Calcium homeostasis exerts a profound role in determining the quality of gametogenesis, the resultant efficacy of fertilisation and ultimately the competency of embryogenesis. Perhaps no other single ion plays such a profound and determinative role in reproductive success as calcium, since it is critical for germinal vesicle breakdown, sperm capacitation and hyperactivation, oocyte activation, maintenance of zygote calcium homeostasis and embryogenic developmental gradients.

This Research Topic aimed to collect, collate, and summarize the most recent and cutting-edge advances and propositions studying the molecular determinants and effectors of calcium signalling and homeostasis throughout the early events of fertilisation and preimplantation embryogenesis, with a specific view to examine how calcium can affect the efficacy of such important phenomena.

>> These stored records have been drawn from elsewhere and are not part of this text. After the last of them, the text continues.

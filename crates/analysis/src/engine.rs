//! Analysis engine.
//!
//! Combines the skip rule, batch limit, grouping and price reports into a
//! single run over a listing source.

use crate::{grouping::group_recent, outliers::OutlierClassifier, profile::PriceProfile};
use chrono::NaiveDate;
use listing_core::config::GroupingConfig;
use listing_core::{Config, Listing, Report, Result};
use listing_ingestion::SkipRule;
use tracing::{debug, info};

/// Analysis engine built from configuration.
#[derive(Debug, Clone)]
pub struct AnalysisEngine {
    /// Rule applied to the source before the limit.
    skip_rule: SkipRule,
    /// Number of listings analysed per run.
    limit: usize,
    grouping: GroupingConfig,
    classifier: OutlierClassifier,
}

impl AnalysisEngine {
    /// Create a new engine from configuration.
    pub fn new(config: &Config) -> Result<Self> {
        config.validate()?;
        let filter = &config.filter;

        Ok(Self {
            skip_rule: SkipRule::new(filter.skip_count, filter.key, filter.value.clone())?,
            limit: filter.limit,
            grouping: config.grouping.clone(),
            classifier: OutlierClassifier::new(config.analysis.fence_multiplier)?,
        })
    }

    /// The skip rule in use.
    pub fn skip_rule(&self) -> &SkipRule {
        &self.skip_rule
    }

    /// Apply the skip rule to `source` and take up to `limit` listings.
    ///
    /// `source` may be unbounded; only as much of it as needed is consumed.
    pub fn collect<I>(&self, source: I) -> Vec<Listing>
    where
        I: IntoIterator<Item = Listing>,
    {
        let listings: Vec<Listing> = self
            .skip_rule
            .apply(source.into_iter())
            .take(self.limit)
            .collect();
        debug!(count = listings.len(), limit = self.limit, "collected listings");
        listings
    }

    /// Group and analyse an already collected batch.
    pub fn analyse(&self, listings: &[Listing], as_of: NaiveDate) -> Result<Report> {
        let groups = group_recent(
            listings,
            self.grouping.key,
            as_of,
            self.grouping.max_age_months,
        );

        let profile = PriceProfile::from_listings(listings);
        let statistics = profile.statistics();
        let outliers = if profile.is_empty() {
            None
        } else {
            Some(profile.outliers(&self.classifier)?)
        };

        info!(
            listings = listings.len(),
            groups = groups.len(),
            mean = statistics.mean,
            outliers = outliers.map(|o| o.outlier_count),
            "analysis complete"
        );

        Ok(Report {
            listings: listings.len(),
            groups: groups
                .into_iter()
                .map(|(key, members)| (key, members.len()))
                .collect(),
            statistics,
            outliers,
        })
    }

    /// Collect from `source` and analyse the batch.
    pub fn run<I>(&self, source: I, as_of: NaiveDate) -> Result<Report>
    where
        I: IntoIterator<Item = Listing>,
    {
        let listings = self.collect(source);
        self.analyse(&listings, as_of)
    }
}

This Research Topic includes two novel reviews and a perspective. Shum et al. summarise the mechanisms that regulate calcium homeostasis in the epididymis, an essential organ for sperm maturation, wherein sperm cells are protected and acquire mobility and the ability to fertilize. More specifically, this review focusses on the potential role of vitamin interactions on epididymal calcium, especially the role of calcium in the epididymal lumen as a cofactor for the matrix Gla protein (MGP), which plays an essential role in promoting calcium-dependent protein aggregation. Alhajeri et al. examine the potential connection between neuronal signaling and physiological changes during oocyte maturation and fertilization, providing an overview of reported neurotransmitters and neuropeptides that participate in early embryogenesis in relation to calcium signaling. Shafqat et al., in their novel perspective article, examine the potential links between alterations in cytosolic calcium within the fertilising zygote in the context of the dynamics of DNA methylation during this process. The authors draw upon cancer research that has examined such links in more detail compared to reproduction.

Three additional original articles complete this edition. In their brief research report, Savy et al. examine oocyte calcium in the context of superovulation, a common approach utilising extra-physiological levels of gonadotropins to promote continued ovarian follicle maturation that otherwise would undergo atresia, to ultimately maximize the number of oocytes available for either clinical assisted reproductive technologies or experimental animal studies. As evidence suggested a detrimental effect of superovulation upon the quality of oocytes/embryos, the authors examined the hypothesis that this procedure resulted in a diminished capacity for calcium release at fertilisation. The authors find that despite subtle differences in calcium patterns, superovulation did not disrupt physiological calcium signalling at fertilization, and supported the continued use of this method for both clinical and experimental purposes.

Meng et al. examine the potential role of calcium within in vitro maturation (IVM) and oocyte reprogramming in low calcium culture conditions. The authors observed a delayed rate of first polar body extrusion, and a delayed mitochondrial and endoplasmic reticulum organisation, suggesting important roles for calcium within oocyte maturation. Indeed, this low-calcium derived defective maturation seemed to also underlie poor developmental profiles of somatic cell nuclear transfer (SCNT) embryos. It is also proposed that low calcium may promote oxidative stress and apoptosis at both maturation and early embryogenesis.

Chen et al. examine the role of the SEPTIN12 gene in the context of male infertility, identifying a novel heterozygous mutation within the SEPTIN12 gene of the male partner in an infertile couple with a history of fertilisation failure (a process usually linked to poor calcium dynamics). Indeed, this couple was able to achieve successful fertilisation and pregnancy following intracytoplasmic sperm injection (ICSI) with artificial oocyte activation (AOA; eliciting calcium release via artificial compounds). The authors also generated a Septin12 knockout (KO) mouse model finding that only homozygous KO mice were infertile, exhibiting diminished sperm counts and abnormal sperm morphology. Rather intriguingly, not only did AOA rescue the failed fertilisation phenotype of homozygous KO mice, but also enhanced the rate of embryogenesis progression to the 2-cell stage, suggesting an improvement in embryogenesis quality. The authors demonstrated a reduced level of phospholipase C zeta (PLCζ; the mammalian sperm factor thought responsible for eliciting calcium release at fertilisation) within Septin12 homozygous KO sperm, linking Septin12 to PLCζ and oocyte activation probably via mediation of sperm quality.

Collectively, we hope that this article collection further enhances our understanding of the demonstrated and theorised roles played by calcium in almost all aspects of reproduction, all the way from gametogenesis to fertilisation and finally embryogenesis. We anticipate that these articles will be of significant value to the community of reproductive medicine and biology, and help pave the way for further understanding the complexity and enormity of calcium signalling in mammalian reproduction.